Histidine-rich glycoprotein can prevent development of mouse experimental glioblastoma

Abstract

Extensive angiogenesis, formation of new capillaries from pre-existing blood vessels, is an important feature of malignant glioma. Several antiangiogenic drugs targeting vascular endothelial growth factor (VEGF) or its receptors are currently in clinical trials as therapy for high-grade glioma and bevacizumab was recently approved by the FDA for treatment of recurrent glioblastoma. However, the modest efficacy of these drugs and emerging problems with anti-VEGF treatment resistance welcome the development of alternative antiangiogenic therapies. One potential candidate is histidine-rich glycoprotein (HRG), a plasma protein with antiangiogenic properties that can inhibit endothelial cell adhesion and migration. We have used the RCAS/TV-A mouse model for gliomas to investigate the effect of HRG on brain tumor development. Tumors were induced with platelet-derived growth factor-B (PDGF-B), in the presence or absence of HRG. We found that HRG had little effect on tumor incidence but could significantly inhibit the development of malignant glioma and completely prevent the occurrence of grade IV tumors (glioblastoma).

Figure 1. RCAS-HRG infected DF-1 cells could produce functional HRG.

(A) Viral produced HRG protein could be detected by western blot in conditioned media from DF-1 cells infected with RCAS-HRG but not from RCAS-PDGFB or RCAS-eGFP infected cells. Purified HRG was used as a positive control (+). (B) Viral produced HRG could significantly inhibit migration of HUVEC cells towards VEGF. t-test, ** p<0.01, *** p<0.001.

Figure 2. HRG had no effect on primary glial cell proliferation.

(A) Primary glial cells were infected with RCAS-eGFP, RCAS-HRG or RCAS-PDGFB-HA and expression of the viral transduced proteins was analyzed with immunocytochemistry. The infection efficiency was similar in all conditions. (B) Proliferation assay on infected cells showed no effect of HRG compared to control cells on glial cell proliferation at day 7. Curves show the mean (±SEM) from three independent experiments for HRG and eGFP, and two independent experiments for PDGF-B.

Figure 3. Presence and expression of viral transduced PDGF-B and HRG in tumors.

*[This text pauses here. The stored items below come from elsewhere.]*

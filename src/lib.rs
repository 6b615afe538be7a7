//! # train-pulse
//!
//! Model train motor control over GPIO, with a minimal HTTP interface.
//!
//! ## Features
//!
//! - **Two drive modes**: an H-bridge driven directly (two direction lines
//!   plus PWM), or a single line speaking a pulse-count protocol to an
//!   external discrete decoder
//! - **Pulse encoder**: sync gap + N pulses at a given frequency, also
//!   usable as a standalone OOK transmitter
//! - **Registry**: named motors with REST-style action dispatch
//! - **Hardware abstraction**: everything is generic over `embedded-hal`
//!   traits, with mocks for desktop testing
//!
//! ## Architecture
//!
//! The crate is structured to allow testing on desktop without hardware:
//!
//! - `traits` - `embedded-hal` re-exports, [`MotorHardware`] and shared enums
//! - `pulse` - command codes and pulse-frame transmission
//! - `motor` - [`MotorDevice`] and [`MotorRegistry`]
//! - `config` - builder-style configuration with `heapless` storage
//! - `services` - request routing and HTTP servers (feature-gated)
//! - `hal` - concrete implementations (mock for testing, esp32 for hardware)
//!
//! ## Example
//!
//! ```rust
//! use train_pulse::{
//!     hal::{MockHardware, SignalTrace},
//!     Config, MotorRegistry,
//! };
//!
//! let trace = SignalTrace::new();
//! let mut hw = MockHardware::new(trace.clone());
//!
//! // Default fleet: one DirectPulse motor "TestTrain" on GPIO4
//! let mut registry = MotorRegistry::from_config(&Config::default(), &mut hw).unwrap();
//!
//! let state = registry.dispatch_action("TestTrain", "forward", None).unwrap();
//! assert_eq!(state.speed, 50);
//!
//! let err = registry.dispatch_action("Ghost", "stop", None).unwrap_err();
//! assert_eq!(err.status_code(), 404);
//! ```

#![cfg_attr(not(feature = "std"), no_std)]
#![warn(missing_docs)]

extern crate alloc;

/// Error types and their HTTP status mapping.
pub mod error;
/// Hardware abstraction layer with mock implementations for testing.
pub mod hal;
/// Motor devices, pin sets and the registry.
pub mod motor;
/// Pulse-count framing and command codes.
pub mod pulse;
/// Core traits for hardware abstraction.
pub mod traits;

/// Shared configuration system for desktop and ESP32.
pub mod config;

/// Request routing and HTTP servers (feature-gated).
#[cfg(feature = "http")]
pub mod services;

// Re-exports for convenience
pub use error::{InvalidArgument, MotorError, PinConfigError, TransmitError};
pub use motor::{
    HardwareMotor, HardwareRegistry, MotorAction, MotorDevice, MotorRegistry, MotorState, PinAssignment, PinConfig,
    PinSet, PulseSettings,
};
pub use pulse::{CommandCode, PulseEncoder, PulseFrame, COMMAND_MAX_COUNT};
pub use traits::{Direction, DriveMode, Edge, MotorHardware};

// Config re-exports
pub use config::{AccessPointConfig, Config, MotorConfig, PulseConfig, WebConfig};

(A) Insertion of the viral transduced human PDGF-B and HRG cDNA in genomic DNA prepared from PDGF-B+X (P+X) and PDGF-B+HRG (P+H) induced tumors. The tumor grade is given above each sample. Genomic DNA from U-706MG-a cells was used as positive control (+), and genomic DNA from an untreated mouse was used as negative control (−). (B) Expression of human PDGF-B and HRG mRNA in P+X and P+H tumors. RNA extracted from U-343MG and DF-1 RCAS-HRG cells were used as positive control for PDGF-B and HRG, respectively (+), and RNA from an untreated mouse brain was used as negative control (−).

Figure 4. Tumor histopathology and vessel morphology.

(A) Histopathology (H&E) of representative grade II–IV tumors induced with PDGF-B+X (P+X) and corresponding immunostainings for CD31. Arrows indicate mitoses. (B) Histopathology (H&E) of representative grade II–III PDGF-B+HRG (P+H) tumors and corresponding CD31 stainings. Bar = 100 µm.

Figure 5. Distribution of tumor malignancy grades.

(A) Distribution of tumor grades (II–IV) in PDGF-B+X (P+X) and PDGF-B+HRG (P+H) injected Ntv-a Arf-/- mice. * p<0,05 (B) Distribution of low grade (II) versus malignant (III+IV) glioma. *p<0,05.